Start of Provided records

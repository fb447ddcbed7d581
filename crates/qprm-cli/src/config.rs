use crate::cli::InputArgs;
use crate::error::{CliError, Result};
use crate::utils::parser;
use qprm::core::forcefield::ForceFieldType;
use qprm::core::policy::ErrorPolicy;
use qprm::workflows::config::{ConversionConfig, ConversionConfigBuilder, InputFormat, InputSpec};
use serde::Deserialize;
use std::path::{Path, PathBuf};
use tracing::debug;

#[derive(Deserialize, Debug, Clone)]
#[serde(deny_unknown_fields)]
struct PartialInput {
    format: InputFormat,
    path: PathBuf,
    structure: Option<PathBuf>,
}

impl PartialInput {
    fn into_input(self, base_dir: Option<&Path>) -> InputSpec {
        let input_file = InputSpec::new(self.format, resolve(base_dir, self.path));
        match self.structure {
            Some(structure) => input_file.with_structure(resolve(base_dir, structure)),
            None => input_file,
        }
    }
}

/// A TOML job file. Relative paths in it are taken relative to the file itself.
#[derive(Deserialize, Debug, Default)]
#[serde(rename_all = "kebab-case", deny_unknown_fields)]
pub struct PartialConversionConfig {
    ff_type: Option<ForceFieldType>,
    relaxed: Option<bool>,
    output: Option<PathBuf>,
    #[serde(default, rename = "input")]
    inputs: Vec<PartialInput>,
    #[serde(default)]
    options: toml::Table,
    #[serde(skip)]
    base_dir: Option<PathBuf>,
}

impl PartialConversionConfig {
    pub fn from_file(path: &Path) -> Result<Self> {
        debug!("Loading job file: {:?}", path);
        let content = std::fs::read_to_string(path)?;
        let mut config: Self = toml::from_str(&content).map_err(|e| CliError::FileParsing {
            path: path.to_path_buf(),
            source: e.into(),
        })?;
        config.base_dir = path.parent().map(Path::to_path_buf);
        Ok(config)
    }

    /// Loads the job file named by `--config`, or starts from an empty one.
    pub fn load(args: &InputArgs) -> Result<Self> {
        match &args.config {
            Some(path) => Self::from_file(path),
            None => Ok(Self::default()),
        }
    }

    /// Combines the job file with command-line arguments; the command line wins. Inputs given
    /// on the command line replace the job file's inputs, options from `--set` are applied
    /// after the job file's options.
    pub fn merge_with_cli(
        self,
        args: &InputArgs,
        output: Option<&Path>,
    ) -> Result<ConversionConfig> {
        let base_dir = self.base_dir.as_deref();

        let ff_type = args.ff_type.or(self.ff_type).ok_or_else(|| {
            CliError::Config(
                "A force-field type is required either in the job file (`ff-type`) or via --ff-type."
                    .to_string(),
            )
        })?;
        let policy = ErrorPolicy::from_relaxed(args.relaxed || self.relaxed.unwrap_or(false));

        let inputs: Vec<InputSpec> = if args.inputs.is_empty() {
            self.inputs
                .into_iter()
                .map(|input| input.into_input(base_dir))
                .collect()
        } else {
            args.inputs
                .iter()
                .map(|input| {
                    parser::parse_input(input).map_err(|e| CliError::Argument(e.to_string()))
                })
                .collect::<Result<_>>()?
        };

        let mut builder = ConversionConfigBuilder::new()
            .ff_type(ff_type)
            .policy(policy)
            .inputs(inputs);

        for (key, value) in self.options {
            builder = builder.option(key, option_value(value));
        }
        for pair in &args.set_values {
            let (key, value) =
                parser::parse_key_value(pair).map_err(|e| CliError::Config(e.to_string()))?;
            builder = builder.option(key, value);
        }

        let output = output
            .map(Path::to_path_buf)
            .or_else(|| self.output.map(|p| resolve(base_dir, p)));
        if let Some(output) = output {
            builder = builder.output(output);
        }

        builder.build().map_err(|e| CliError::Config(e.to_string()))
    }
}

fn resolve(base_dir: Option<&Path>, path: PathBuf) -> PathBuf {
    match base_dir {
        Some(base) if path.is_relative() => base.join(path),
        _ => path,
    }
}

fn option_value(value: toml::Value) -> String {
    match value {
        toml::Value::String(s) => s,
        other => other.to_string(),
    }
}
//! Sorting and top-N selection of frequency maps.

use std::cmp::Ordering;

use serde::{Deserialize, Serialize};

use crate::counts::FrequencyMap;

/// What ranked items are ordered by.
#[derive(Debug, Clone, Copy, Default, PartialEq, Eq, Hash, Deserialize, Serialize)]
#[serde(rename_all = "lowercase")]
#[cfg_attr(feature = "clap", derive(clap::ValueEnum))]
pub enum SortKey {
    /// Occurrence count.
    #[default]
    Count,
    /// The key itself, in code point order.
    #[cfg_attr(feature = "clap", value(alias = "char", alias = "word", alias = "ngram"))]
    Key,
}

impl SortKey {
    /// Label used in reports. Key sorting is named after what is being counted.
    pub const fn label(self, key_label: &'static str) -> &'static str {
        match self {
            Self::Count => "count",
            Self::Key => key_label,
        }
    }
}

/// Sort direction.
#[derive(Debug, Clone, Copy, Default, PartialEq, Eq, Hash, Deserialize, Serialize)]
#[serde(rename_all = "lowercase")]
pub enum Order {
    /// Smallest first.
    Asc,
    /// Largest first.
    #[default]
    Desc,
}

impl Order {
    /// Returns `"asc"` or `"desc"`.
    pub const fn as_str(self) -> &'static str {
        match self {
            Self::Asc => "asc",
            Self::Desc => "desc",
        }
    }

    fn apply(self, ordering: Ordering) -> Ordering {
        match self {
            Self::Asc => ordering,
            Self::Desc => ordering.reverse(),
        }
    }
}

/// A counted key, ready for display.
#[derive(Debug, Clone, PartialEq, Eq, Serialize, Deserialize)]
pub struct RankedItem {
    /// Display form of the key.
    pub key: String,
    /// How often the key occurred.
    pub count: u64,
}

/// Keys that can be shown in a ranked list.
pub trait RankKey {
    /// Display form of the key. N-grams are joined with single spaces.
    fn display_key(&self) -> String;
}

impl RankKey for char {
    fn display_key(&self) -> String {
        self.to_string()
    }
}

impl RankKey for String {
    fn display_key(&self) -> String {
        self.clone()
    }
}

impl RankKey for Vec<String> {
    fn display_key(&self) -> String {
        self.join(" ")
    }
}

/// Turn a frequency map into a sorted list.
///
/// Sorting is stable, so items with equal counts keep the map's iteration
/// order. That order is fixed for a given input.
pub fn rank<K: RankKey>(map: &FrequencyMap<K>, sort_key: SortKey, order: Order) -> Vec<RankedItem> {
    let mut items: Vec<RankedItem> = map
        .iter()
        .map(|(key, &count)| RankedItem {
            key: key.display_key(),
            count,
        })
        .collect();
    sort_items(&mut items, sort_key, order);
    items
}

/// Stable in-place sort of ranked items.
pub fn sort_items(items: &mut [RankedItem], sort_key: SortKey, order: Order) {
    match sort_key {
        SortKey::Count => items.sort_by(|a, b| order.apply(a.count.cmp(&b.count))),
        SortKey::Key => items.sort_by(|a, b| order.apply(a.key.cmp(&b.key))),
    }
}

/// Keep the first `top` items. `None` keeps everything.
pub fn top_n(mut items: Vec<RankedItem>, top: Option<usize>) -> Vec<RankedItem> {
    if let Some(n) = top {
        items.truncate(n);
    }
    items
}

End of Provided records

**Your instructions**: Retype every entry, keeping each character as it was.

**Response**:
repository fb447ddcbed7d581
filename crates/qprm-cli/src/config.rs
use crate::cli::InputArgs;
use crate::error::{CliError, Result};
use crate::utils::parser;
use qprm::core::forcefield::ForceFieldType;
use qprm::core::policy::ErrorPolicy;
use qprm::workflows::config::{ConversionConfig, ConversionConfigBuilder, InputFormat, InputSpec};
use serde::Deserialize;
use std::path::{Path, PathBuf};
use tracing::debug;

#[derive(Deserialize, Debug, Clone)]
#[serde(deny_unknown_fields)]
struct PartialInput {
    format: InputFormat,
    path: PathBuf,
    structure: Option<PathBuf>,
}

impl PartialInput {
    fn into_input(self, base_dir: Option<&Path>) -> InputSpec {
        let input_file = InputSpec::new(self.format, resolve(base_dir, self.path));
        match self.structure {
            Some(structure) => input_file.with_structure(resolve(base_dir, structure)),
            None => input_file,
        }
    }
}

/// A TOML job file. Relative paths in it are taken relative to the file itself.
#[derive(Deserialize, Debug, Default)]
#[serde(rename_all = "kebab-case", deny_unknown_fields)]
pub struct PartialConversionConfig {
    ff_type: Option<ForceFieldType>,
    relaxed: Option<bool>,
    output: Option<PathBuf>,
    #[serde(default, rename = "input")]
    inputs: Vec<PartialInput>,
    #[serde(default)]
    options: toml::Table,
    #[serde(skip)]
    base_dir: Option<PathBuf>,
}

impl PartialConversionConfig {
    pub fn from_file(path: &Path) -> Result<Self> {
        debug!("Loading job file: {:?}", path);
        let content = std::fs::read_to_string(path)?;
        let mut config: Self = toml::from_str(&content).map_err(|e| CliError::FileParsing {
            path: path.to_path_buf(),
            source: e.into(),
        })?;
        config.base_dir = path.parent().map(Path::to_path_buf);
        Ok(config)
    }

    /// Loads the job file named by `--config`, or starts from an empty one.
    pub fn load(args: &InputArgs) -> Result<Self> {
        match &args.config {
            Some(path) => Self::from_file(path),
            None => Ok(Self::default()),
        }
    }

    /// Combines the job file with command-line arguments; the command line wins. Inputs given
    /// on the command line replace the job file's inputs, options from `--set` are applied
    /// after the job file's options.
    pub fn merge_with_cli(
        self,
        args: &InputArgs,
        output: Option<&Path>,
    ) -> Result<ConversionConfig> {
        let base_dir = self.base_dir.as_deref();

        let ff_type = args.ff_type.or(self.ff_type).ok_or_else(|| {
            CliError::Config(
                "A force-field type is required either in the job file (`ff-type`) or via --ff-type."
                    .to_string(),
            )
        })?;
        let policy = ErrorPolicy::from_relaxed(args.relaxed || self.relaxed.unwrap_or(false));

        let inputs: Vec<InputSpec> = if args.inputs.is_empty() {
            self.inputs
                .into_iter()
                .map(|input| input.into_input(base_dir))
                .collect()
        } else {
            args.inputs
                .iter()
                .map(|input| {
                    parser::parse_input(input).map_err(|e| CliError::Argument(e.to_string()))
                })
                .collect::<Result<_>>()?
        };

        let mut builder = ConversionConfigBuilder::new()
            .ff_type(ff_type)
            .policy(policy)
            .inputs(inputs);

        for (key, value) in self.options {
            builder = builder.option(key, option_value(value));
        }
        for pair in &args.set_values {
            let (key, value) =
                parser::parse_key_value(pair).map_err(|e| CliError::Config(e.to_string()))?;
            builder = builder.option(key, value);
        }

        let output = output
            .map(Path::to_path_buf)
            .or_else(|| self.output.map(|p| resolve(base_dir, p)));
        if let Some(output) = output {
            builder = builder.output(output);
        }

        builder.build().map_err(|e| CliError::Config(e.to_string()))
    }
}

fn resolve(base_dir: Option<&Path>, path: PathBuf) -> PathBuf {
    match base_dir {
        Some(base) if path.is_relative() => base.join(path),
        _ => path,
    }
}

fn option_value(value: toml::Value) -> String {
    match value {
        toml::Value::String(s) => s,
        other => other.to_string(),
    }
}
//! Sorting and top-N selection of frequency maps.

use std::cmp::Ordering;

use serde::{Deserialize, Serialize};

use crate::counts::FrequencyMap;

/// What ranked items are ordered by.
#[derive(Debug, Clone, Copy, Default, PartialEq, Eq, Hash, Deserialize, Serialize)]
#[serde(rename_all = "lowercase")]
#[cfg_attr(feature = "clap", derive(clap::ValueEnum))]
pub enum SortKey {
    /// Occurrence count.
    #[default]
    Count,
    /// The key itself, in code point order.
    #[cfg_attr(feature = "clap", value(alias = "char", alias = "word", alias = "ngram"))]
    Key,
}

impl SortKey {
    /// Label used in reports. Key sorting is named after what is being counted.
    pub const fn label(self, key_label: &'static str) -> &'static str {
        match self {
            Self::Count => "count",
            Self::Key => key_label,
        }
    }
}

/// Sort direction.
#[derive(Debug, Clone, Copy, Default, PartialEq, Eq, Hash, Deserialize, Serialize)]
#[serde(rename_all = "lowercase")]
pub enum Order {
    /// Smallest first.
    Asc,
    /// Largest first.
    #[default]
    Desc,
}

impl Order {
    /// Returns `"asc"` or `"desc"`.
    pub const fn as_str(self) -> &'static str {
        match self {
            Self::Asc => "asc",
            Self::Desc => "desc",
        }
    }

    fn apply(self, ordering: Ordering) -> Ordering {
        match self {
            Self::Asc => ordering,
            Self::Desc => ordering.reverse(),
        }
    }
}

/// A counted key, ready for display.
#[derive(Debug, Clone, PartialEq, Eq, Serialize, Deserialize)]
pub struct RankedItem {
    /// Display form of the key.
    pub key: String,
    /// How often the key occurred.
    pub count: u64,
}

/// Keys that can be shown in a ranked list.
pub trait RankKey {
    /// Display form of the key. N-grams are joined with single spaces.
    fn display_key(&self) -> String;
}

impl RankKey for char {
    fn display_key(&self) -> String {
        self.to_string()
    }
}

impl RankKey for String {
    fn display_key(&self) -> String {
        self.clone()
    }
}

impl RankKey for Vec<String> {
    fn display_key(&self) -> String {
        self.join(" ")
    }
}

/// Turn a frequency map into a sorted list.
///
/// Sorting is stable, so items with equal counts keep the map's iteration
/// order. That order is fixed for a given input.
pub fn rank<K: RankKey>(map: &FrequencyMap<K>, sort_key: SortKey, order: Order) -> Vec<RankedItem> {
    let mut items: Vec<RankedItem> = map
        .iter()
        .map(|(key, &count)| RankedItem {
            key: key.display_key(),
            count,
        })
        .collect();
    sort_items(&mut items, sort_key, order);
    items
}

/// Stable in-place sort of ranked items.
pub fn sort_items(items: &mut [RankedItem], sort_key: SortKey, order: Order) {
    match sort_key {
        SortKey::Count => items.sort_by(|a, b| order.apply(a.count.cmp(&b.count))),
        SortKey::Key => items.sort_by(|a, b| order.apply(a.key.cmp(&b.key))),
    }
}

/// Keep the first `top` items. `None` keeps everything.
pub fn top_n(mut items: Vec<RankedItem>, top: Option<usize>) -> Vec<RankedItem> {
    if let Some(n) = top {
        items.truncate(n);
    }
    items
}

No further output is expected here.